* ABOUT THIS TASK
Copy all the lines below without altering anything.

* DATA IN THIS EXERCISE
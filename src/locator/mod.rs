//! Finding the mystem executable, and installing it when it is missing.
//!
//! Resolution order:
//!
//! 1. an explicit path given by the caller;
//! 2. `$MYSTEM3_PATH`;
//! 3. every directory on `$PATH`;
//! 4. the install directory (`$MYSTEM_DIR`, else `~/.local/bin`).
//!
//! The first candidate that is an executable file wins. When none is, the
//! install-directory path is returned anyway so that [`Locator::install`]
//! can put a binary there.

mod archive;

use std::ffi::OsString;
use std::fs;
use std::io::{Seek, SeekFrom};
use std::path::{Path, PathBuf};

pub use archive::{extract_binary, ArchiveEntry, ArchiveKind, ArchiveTable};

use crate::error::InstallError;

/// File name of the analyzer executable.
pub const EXE_NAME: &str = if cfg!(windows) { "mystem.exe" } else { "mystem" };

/// Environment variable naming the binary for the locator.
pub const PATH_ENV_VAR: &str = "MYSTEM3_PATH";

/// Environment variable naming the installation root.
pub const DIR_ENV_VAR: &str = "MYSTEM_DIR";

/// Resolves and installs the analyzer binary.
///
/// Built from explicit values so several sessions with different overrides
/// can coexist in one process.
#[derive(Debug, Clone)]
pub struct Locator {
    explicit: Option<PathBuf>,
    env_override: Option<PathBuf>,
    search_path: Option<OsString>,
    install_dir: PathBuf,
    archives: ArchiveTable,
}

impl Locator {
    /// Locator with no overrides, no search path and the given install
    /// directory.
    pub fn new(install_dir: impl Into<PathBuf>) -> Self {
        Self {
            explicit: None,
            env_override: None,
            search_path: None,
            install_dir: install_dir.into(),
            archives: ArchiveTable::default(),
        }
    }

    /// Locator reading `$MYSTEM3_PATH`, `$PATH` and `$MYSTEM_DIR`.
    pub fn from_env() -> Self {
        let install_dir = std::env::var_os(DIR_ENV_VAR)
            .map(PathBuf::from)
            .unwrap_or_else(default_install_dir);
        Self {
            env_override: std::env::var_os(PATH_ENV_VAR).map(PathBuf::from),
            search_path: std::env::var_os("PATH"),
            ..Self::new(install_dir)
        }
    }

    pub fn with_explicit(mut self, path: impl Into<PathBuf>) -> Self {
        self.explicit = Some(path.into());
        self
    }

    pub fn with_env_override(mut self, path: Option<PathBuf>) -> Self {
        self.env_override = path;
        self
    }

    pub fn with_search_path(mut self, path: Option<OsString>) -> Self {
        self.search_path = path;
        self
    }

    pub fn with_install_dir(mut self, dir: impl Into<PathBuf>) -> Self {
        self.install_dir = dir.into();
        self
    }

    pub fn with_archives(mut self, archives: ArchiveTable) -> Self {
        self.archives = archives;
        self
    }

    pub fn install_dir(&self) -> &Path {
        &self.install_dir
    }

    /// Where a freshly installed binary ends up.
    pub fn fallback_path(&self) -> PathBuf {
        self.install_dir.join(EXE_NAME)
    }

    /// First executable candidate, or the fallback path.
    pub fn resolve(&self) -> PathBuf {
        let search_dirs = self
            .search_path
            .as_deref()
            .map(|p| std::env::split_paths(p).collect::<Vec<_>>())
            .unwrap_or_default();

        self.explicit
            .iter()
            .chain(self.env_override.iter())
            .cloned()
            .chain(search_dirs.into_iter().map(|dir| dir.join(EXE_NAME)))
            .find(|candidate| is_executable(candidate))
            .unwrap_or_else(|| self.fallback_path())
    }

    /// Install the binary unless `resolve()` already names a file.
    ///
    /// Returns the path to use.
    pub fn autoinstall(&self) -> Result<PathBuf, InstallError> {
        let resolved = self.resolve();
        if resolved.is_file() {
            return Ok(resolved);
        }
        self.install(&self.install_dir)
    }

    /// Download the host's archive and extract the analyzer into
    /// `destination`, overwriting any existing binary.
    pub fn install(&self, destination: &Path) -> Result<PathBuf, InstallError> {
        let url = self.archives.for_host()?;
        let failure = |reason: String| InstallError::InstallFailure {
            url: url.to_string(),
            reason,
        };
        let kind = ArchiveKind::from_url(url)
            .ok_or_else(|| failure("unrecognized archive format".to_string()))?;

        tracing::info!(%url, destination = %destination.display(), "Installing mystem");

        fs::create_dir_all(destination).map_err(|e| {
            failure(format!("cannot create '{}': {e}", destination.display()))
        })?;

        let mut archive = tempfile::tempfile().map_err(|e| failure(e.to_string()))?;
        download(url, &mut archive).map_err(failure)?;
        archive
            .seek(SeekFrom::Start(0))
            .map_err(|e| failure(e.to_string()))?;

        let binary =
            extract_binary(kind, archive, destination).map_err(|e| failure(e.to_string()))?;
        make_executable(&binary).map_err(|e| failure(e.to_string()))?;

        tracing::info!(path = %binary.display(), "Installed mystem");
        Ok(binary)
    }
}

impl Default for Locator {
    fn default() -> Self {
        Self::from_env()
    }
}

fn default_install_dir() -> PathBuf {
    dirs::home_dir()
        .unwrap_or_else(|| PathBuf::from("."))
        .join(".local")
        .join("bin")
}

fn download(url: &str, out: &mut fs::File) -> Result<(), String> {
    let mut response = reqwest::blocking::get(url)
        .and_then(|r| r.error_for_status())
        .map_err(|e| e.to_string())?;
    let bytes = response.copy_to(out).map_err(|e| e.to_string())?;
    tracing::debug!(bytes, "Downloaded mystem archive");
    Ok(())
}

fn is_executable(path: &Path) -> bool {
    let Ok(metadata) = fs::metadata(path) else {
        return false;
    };
    metadata.is_file() && has_exec_bit(&metadata)
}

#[cfg(unix)]
fn has_exec_bit(metadata: &fs::Metadata) -> bool {
    use std::os::unix::fs::PermissionsExt;
    metadata.permissions().mode() & 0o111 != 0
}

#[cfg(not(unix))]
fn has_exec_bit(_metadata: &fs::Metadata) -> bool {
    true
}

fn make_executable(path: &Path) -> std::io::Result<()> {
    #[cfg(unix)]
    {
        use std::os::unix::fs::PermissionsExt;
        fs::set_permissions(path, fs::Permissions::from_mode(0o755))?;
    }
    #[cfg(not(unix))]
    let _ = path;
    Ok(())
}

* RESPONSE TO THE EXERCISE
filename src/locator/mod.rs
//! Finding the mystem executable, and installing it when it is missing.
//!
//! Resolution order:
//!
//! 1. an explicit path given by the caller;
//! 2. `$MYSTEM3_PATH`;
//! 3. every directory on `$PATH`;
//! 4. the install directory (`$MYSTEM_DIR`, else `~/.local/bin`).
//!
//! The first candidate that is an executable file wins. When none is, the
//! install-directory path is returned anyway so that [`Locator::install`]
//! can put a binary there.

mod archive;

use std::ffi::OsString;
use std::fs;
use std::io::{Seek, SeekFrom};
use std::path::{Path, PathBuf};

pub use archive::{extract_binary, ArchiveEntry, ArchiveKind, ArchiveTable};

use crate::error::InstallError;

/// File name of the analyzer executable.
pub const EXE_NAME: &str = if cfg!(windows) { "mystem.exe" } else { "mystem" };

/// Environment variable naming the binary for the locator.
pub const PATH_ENV_VAR: &str = "MYSTEM3_PATH";

/// Environment variable naming the installation root.
pub const DIR_ENV_VAR: &str = "MYSTEM_DIR";

/// Resolves and installs the analyzer binary.
///
/// Built from explicit values so several sessions with different overrides
/// can coexist in one process.
#[derive(Debug, Clone)]
pub struct Locator {
    explicit: Option<PathBuf>,
    env_override: Option<PathBuf>,
    search_path: Option<OsString>,
    install_dir: PathBuf,
    archives: ArchiveTable,
}

impl Locator {
    /// Locator with no overrides, no search path and the given install
    /// directory.
    pub fn new(install_dir: impl Into<PathBuf>) -> Self {
        Self {
            explicit: None,
            env_override: None,
            search_path: None,
            install_dir: install_dir.into(),
            archives: ArchiveTable::default(),
        }
    }

    /// Locator reading `$MYSTEM3_PATH`, `$PATH` and `$MYSTEM_DIR`.
    pub fn from_env() -> Self {
        let install_dir = std::env::var_os(DIR_ENV_VAR)
            .map(PathBuf::from)
            .unwrap_or_else(default_install_dir);
        Self {
            env_override: std::env::var_os(PATH_ENV_VAR).map(PathBuf::from),
            search_path: std::env::var_os("PATH"),
            ..Self::new(install_dir)
        }
    }

    pub fn with_explicit(mut self, path: impl Into<PathBuf>) -> Self {
        self.explicit = Some(path.into());
        self
    }

    pub fn with_env_override(mut self, path: Option<PathBuf>) -> Self {
        self.env_override = path;
        self
    }

    pub fn with_search_path(mut self, path: Option<OsString>) -> Self {
        self.search_path = path;
        self
    }

    pub fn with_install_dir(mut self, dir: impl Into<PathBuf>) -> Self {
        self.install_dir = dir.into();
        self
    }

    pub fn with_archives(mut self, archives: ArchiveTable) -> Self {
        self.archives = archives;
        self
    }

    pub fn install_dir(&self) -> &Path {
        &self.install_dir
    }

    /// Where a freshly installed binary ends up.
    pub fn fallback_path(&self) -> PathBuf {
        self.install_dir.join(EXE_NAME)
    }

    /// First executable candidate, or the fallback path.
    pub fn resolve(&self) -> PathBuf {
        let search_dirs = self
            .search_path
            .as_deref()
            .map(|p| std::env::split_paths(p).collect::<Vec<_>>())
            .unwrap_or_default();

        self.explicit
            .iter()
            .chain(self.env_override.iter())
            .cloned()
            .chain(search_dirs.into_iter().map(|dir| dir.join(EXE_NAME)))
            .find(|candidate| is_executable(candidate))
            .unwrap_or_else(|| self.fallback_path())
    }

    /// Install the binary unless `resolve()` already names a file.
    ///
    /// Returns the path to use.
    pub fn autoinstall(&self) -> Result<PathBuf, InstallError> {
        let resolved = self.resolve();
        if resolved.is_file() {
            return Ok(resolved);
        }
        self.install(&self.install_dir)
    }

    /// Download the host's archive and extract the analyzer into
    /// `destination`, overwriting any existing binary.
    pub fn install(&self, destination: &Path) -> Result<PathBuf, InstallError> {
        let url = self.archives.for_host()?;
        let failure = |reason: String| InstallError::InstallFailure {
            url: url.to_string(),
            reason,
        };
        let kind = ArchiveKind::from_url(url)
            .ok_or_else(|| failure("unrecognized archive format".to_string()))?;

        tracing::info!(%url, destination = %destination.display(), "Installing mystem");

        fs::create_dir_all(destination).map_err(|e| {
            failure(format!("cannot create '{}': {e}", destination.display()))
        })?;

        let mut archive = tempfile::tempfile().map_err(|e| failure(e.to_string()))?;
        download(url, &mut archive).map_err(failure)?;
        archive
            .seek(SeekFrom::Start(0))
            .map_err(|e| failure(e.to_string()))?;

        let binary =
            extract_binary(kind, archive, destination).map_err(|e| failure(e.to_string()))?;
        make_executable(&binary).map_err(|e| failure(e.to_string()))?;

        tracing::info!(path = %binary.display(), "Installed mystem");
        Ok(binary)
    }
}

impl Default for Locator {
    fn default() -> Self {
        Self::from_env()
    }
}

fn default_install_dir() -> PathBuf {
    dirs::home_dir()
        .unwrap_or_else(|| PathBuf::from("."))
        .join(".local")
        .join("bin")
}

fn download(url: &str, out: &mut fs::File) -> Result<(), String> {
    let mut response = reqwest::blocking::get(url)
        .and_then(|r| r.error_for_status())
        .map_err(|e| e.to_string())?;
    let bytes = response.copy_to(out).map_err(|e| e.to_string())?;
    tracing::debug!(bytes, "Downloaded mystem archive");
    Ok(())
}

fn is_executable(path: &Path) -> bool {
    let Ok(metadata) = fs::metadata(path) else {
        return false;
    };
    metadata.is_file() && has_exec_bit(&metadata)
}

#[cfg(unix)]
fn has_exec_bit(metadata: &fs::Metadata) -> bool {
    use std::os::unix::fs::PermissionsExt;
    metadata.permissions().mode() & 0o111 != 0
}

#[cfg(not(unix))]
fn has_exec_bit(_metadata: &fs::Metadata) -> bool {
    true
}

fn make_executable(path: &Path) -> std::io::Result<()> {
    #[cfg(unix)]
    {
        use std::os::unix::fs::PermissionsExt;
        fs::set_permissions(path, fs::Permissions::from_mode(0o755))?;
    }
    #[cfg(not(unix))]
    let _ = path;
    Ok(())
}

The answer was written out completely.